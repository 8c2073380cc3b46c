//! Endpoints
//!
//! An endpoint names a process across its lifetime: the low half is the
//! arena slot, the high half the slot generation. Once a slot is recycled
//! its old endpoints stop resolving.

/// Bits of the raw endpoint holding the slot number.
const SLOT_BITS: u32 = 16;
const SLOT_MASK: u32 = (1 << SLOT_BITS) - 1;

/// Raw encoding of the `ANY` source filter in syscall registers.
pub const ANY_RAW: u32 = u32::MAX;

/// Global name of a process.
#[derive(Clone, Copy, PartialEq, Eq, PartialOrd, Ord, Hash)]
#[repr(transparent)]
pub struct Endpoint(u32);

impl Endpoint {
    /// Source of interrupt notifications.
    pub const HARDWARE: Self = Self(0xFFFF_FFFE);
    /// Source of signal notifications.
    pub const SYSTEM: Self = Self(0xFFFF_FFFD);
    /// Source of asynchronous-send completion notifications.
    pub const ASYNCM: Self = Self(0xFFFF_FFFC);

    #[inline]
    pub const fn new(slot: usize, generation: u16) -> Self {
        Self(((generation as u32) << SLOT_BITS) | (slot as u32 & SLOT_MASK))
    }

    #[inline]
    pub const fn from_raw(raw: u32) -> Self {
        Self(raw)
    }

    #[inline]
    pub const fn raw(self) -> u32 {
        self.0
    }

    #[inline]
    pub const fn slot(self) -> usize {
        (self.0 & SLOT_MASK) as usize
    }

    #[inline]
    pub const fn generation(self) -> u16 {
        (self.0 >> SLOT_BITS) as u16
    }

    /// True for the kernel-internal notification sources.
    #[inline]
    pub const fn is_kernel_source(self) -> bool {
        self.0 == Self::HARDWARE.0 || self.0 == Self::SYSTEM.0 || self.0 == Self::ASYNCM.0
    }
}

impl core::fmt::Debug for Endpoint {
    fn fmt(&self, f: &mut core::fmt::Formatter<'_>) -> core::fmt::Result {
        match *self {
            Self::HARDWARE => write!(f, "HARDWARE"),
            Self::SYSTEM => write!(f, "SYSTEM"),
            Self::ASYNCM => write!(f, "ASYNCM"),
            ep => write!(f, "ep({}:{})", ep.slot(), ep.generation()),
        }
    }
}

/// Which senders a receive accepts.
#[derive(Clone, Copy, PartialEq, Eq, Debug)]
pub enum SourceFilter {
    Any,
    From(Endpoint),
}

impl SourceFilter {
    #[inline]
    pub fn matches(self, source: Endpoint) -> bool {
        match self {
            Self::Any => true,
            Self::From(ep) => ep == source,
        }
    }

    /// Decode a filter from its register encoding.
    #[inline]
    pub const fn from_raw(raw: u32) -> Self {
        if raw == ANY_RAW {
            Self::Any
        } else {
            Self::From(Endpoint::from_raw(raw))
        }
    }

    #[inline]
    pub const fn raw(self) -> u32 {
        match self {
            Self::Any => ANY_RAW,
            Self::From(ep) => ep.raw(),
        }
    }
}

#[cfg(test)]
mod tests {
    use super::*;

    #[test]
    fn test_slot_and_generation() {
        let ep = Endpoint::new(37, 5);
        assert_eq!(ep.slot(), 37);
        assert_eq!(ep.generation(), 5);
        assert_eq!(Endpoint::from_raw(ep.raw()), ep);
    }

    #[test]
    fn test_filter_matching() {
        let a = Endpoint::new(1, 0);
        let b = Endpoint::new(2, 0);
        assert!(SourceFilter::Any.matches(a));
        assert!(SourceFilter::From(a).matches(a));
        assert!(!SourceFilter::From(a).matches(b));
        assert_eq!(SourceFilter::from_raw(ANY_RAW), SourceFilter::Any);
        assert_eq!(SourceFilter::from_raw(a.raw()), SourceFilter::From(a));
    }

    #[test]
    fn test_kernel_sources_never_collide_with_slots() {
        assert!(Endpoint::HARDWARE.is_kernel_source());
        let last = crate::config::MAX_PROCS - 1;
        assert!(!Endpoint::new(last, u16::MAX).is_kernel_source());
        assert_ne!(Endpoint::SYSTEM.raw(), ANY_RAW);
    }
}
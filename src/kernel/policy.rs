//! Access-control hook.
//!
//! Consulted after the epoch check, never instead of it: a policy can only
//! narrow what a valid capability allows.

use crate::cap::Capability;
use crate::proc::Endpoint;

/// What the caller is about to do with a capability.
#[derive(Clone, Copy, PartialEq, Eq, Debug)]
pub enum Operation {
    /// Fast-path send through the capability.
    Send,
    /// Mint a capability into a client table.
    Grant,
    /// Copy a capability within the caller's own table.
    Duplicate,
}

/// Additional per-call access check.
pub trait AccessPolicy: Send + Sync {
    /// Return false to refuse; the caller then gets `AccessDenied`.
    fn check(&self, caller: Endpoint, cap: &Capability, op: Operation) -> bool;
}

/// Policy that refuses nothing.
#[derive(Clone, Copy, Default, Debug)]
pub struct AllowAll;

impl AccessPolicy for AllowAll {
    fn check(&self, _caller: Endpoint, _cap: &Capability, _op: Operation) -> bool {
        true
    }
}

■ ■ ■ ■ ■

Your assignment
The full set of records must be transcribed character for character.

Solution
repository 8c2073380cc3b46c
//! Endpoints
//!
//! An endpoint names a process across its lifetime: the low half is the
//! arena slot, the high half the slot generation. Once a slot is recycled
//! its old endpoints stop resolving.

/// Bits of the raw endpoint holding the slot number.
const SLOT_BITS: u32 = 16;
const SLOT_MASK: u32 = (1 << SLOT_BITS) - 1;

/// Raw encoding of the `ANY` source filter in syscall registers.
pub const ANY_RAW: u32 = u32::MAX;

/// Global name of a process.
#[derive(Clone, Copy, PartialEq, Eq, PartialOrd, Ord, Hash)]
#[repr(transparent)]
pub struct Endpoint(u32);

impl Endpoint {
    /// Source of interrupt notifications.
    pub const HARDWARE: Self = Self(0xFFFF_FFFE);
    /// Source of signal notifications.
    pub const SYSTEM: Self = Self(0xFFFF_FFFD);
    /// Source of asynchronous-send completion notifications.
    pub const ASYNCM: Self = Self(0xFFFF_FFFC);

    #[inline]
    pub const fn new(slot: usize, generation: u16) -> Self {
        Self(((generation as u32) << SLOT_BITS) | (slot as u32 & SLOT_MASK))
    }

    #[inline]
    pub const fn from_raw(raw: u32) -> Self {
        Self(raw)
    }

    #[inline]
    pub const fn raw(self) -> u32 {
        self.0
    }

    #[inline]
    pub const fn slot(self) -> usize {
        (self.0 & SLOT_MASK) as usize
    }

    #[inline]
    pub const fn generation(self) -> u16 {
        (self.0 >> SLOT_BITS) as u16
    }

    /// True for the kernel-internal notification sources.
    #[inline]
    pub const fn is_kernel_source(self) -> bool {
        self.0 == Self::HARDWARE.0 || self.0 == Self::SYSTEM.0 || self.0 == Self::ASYNCM.0
    }
}

impl core::fmt::Debug for Endpoint {
    fn fmt(&self, f: &mut core::fmt::Formatter<'_>) -> core::fmt::Result {
        match *self {
            Self::HARDWARE => write!(f, "HARDWARE"),
            Self::SYSTEM => write!(f, "SYSTEM"),
            Self::ASYNCM => write!(f, "ASYNCM"),
            ep => write!(f, "ep({}:{})", ep.slot(), ep.generation()),
        }
    }
}

/// Which senders a receive accepts.
#[derive(Clone, Copy, PartialEq, Eq, Debug)]
pub enum SourceFilter {
    Any,
    From(Endpoint),
}

impl SourceFilter {
    #[inline]
    pub fn matches(self, source: Endpoint) -> bool {
        match self {
            Self::Any => true,
            Self::From(ep) => ep == source,
        }
    }

    /// Decode a filter from its register encoding.
    #[inline]
    pub const fn from_raw(raw: u32) -> Self {
        if raw == ANY_RAW {
            Self::Any
        } else {
            Self::From(Endpoint::from_raw(raw))
        }
    }

    #[inline]
    pub const fn raw(self) -> u32 {
        match self {
            Self::Any => ANY_RAW,
            Self::From(ep) => ep.raw(),
        }
    }
}

#[cfg(test)]
mod tests {
    use super::*;

    #[test]
    fn test_slot_and_generation() {
        let ep = Endpoint::new(37, 5);
        assert_eq!(ep.slot(), 37);
        assert_eq!(ep.generation(), 5);
        assert_eq!(Endpoint::from_raw(ep.raw()), ep);
    }

    #[test]
    fn test_filter_matching() {
        let a = Endpoint::new(1, 0);
        let b = Endpoint::new(2, 0);
        assert!(SourceFilter::Any.matches(a));
        assert!(SourceFilter::From(a).matches(a));
        assert!(!SourceFilter::From(a).matches(b));
        assert_eq!(SourceFilter::from_raw(ANY_RAW), SourceFilter::Any);
        assert_eq!(SourceFilter::from_raw(a.raw()), SourceFilter::From(a));
    }

    #[test]
    fn test_kernel_sources_never_collide_with_slots() {
        assert!(Endpoint::HARDWARE.is_kernel_source());
        let last = crate::config::MAX_PROCS - 1;
        assert!(!Endpoint::new(last, u16::MAX).is_kernel_source());
        assert_ne!(Endpoint::SYSTEM.raw(), ANY_RAW);
    }
}
filename src/kernel/policy.rs
//! Access-control hook.
//!
//! Consulted after the epoch check, never instead of it: a policy can only
//! narrow what a valid capability allows.

use crate::cap::Capability;
use crate::proc::Endpoint;

/// What the caller is about to do with a capability.
#[derive(Clone, Copy, PartialEq, Eq, Debug)]
pub enum Operation {
    /// Fast-path send through the capability.
    Send,
    /// Mint a capability into a client table.
    Grant,
    /// Copy a capability within the caller's own table.
    Duplicate,
}

/// Additional per-call access check.
pub trait AccessPolicy: Send + Sync {
    /// Return false to refuse; the caller then gets `AccessDenied`.
    fn check(&self, caller: Endpoint, cap: &Capability, op: Operation) -> bool;
}

/// Policy that refuses nothing.
#[derive(Clone, Copy, Default, Debug)]
pub struct AllowAll;

impl AccessPolicy for AllowAll {
    fn check(&self, _caller: Endpoint, _cap: &Capability, _op: Operation) -> bool {
        true
    }
}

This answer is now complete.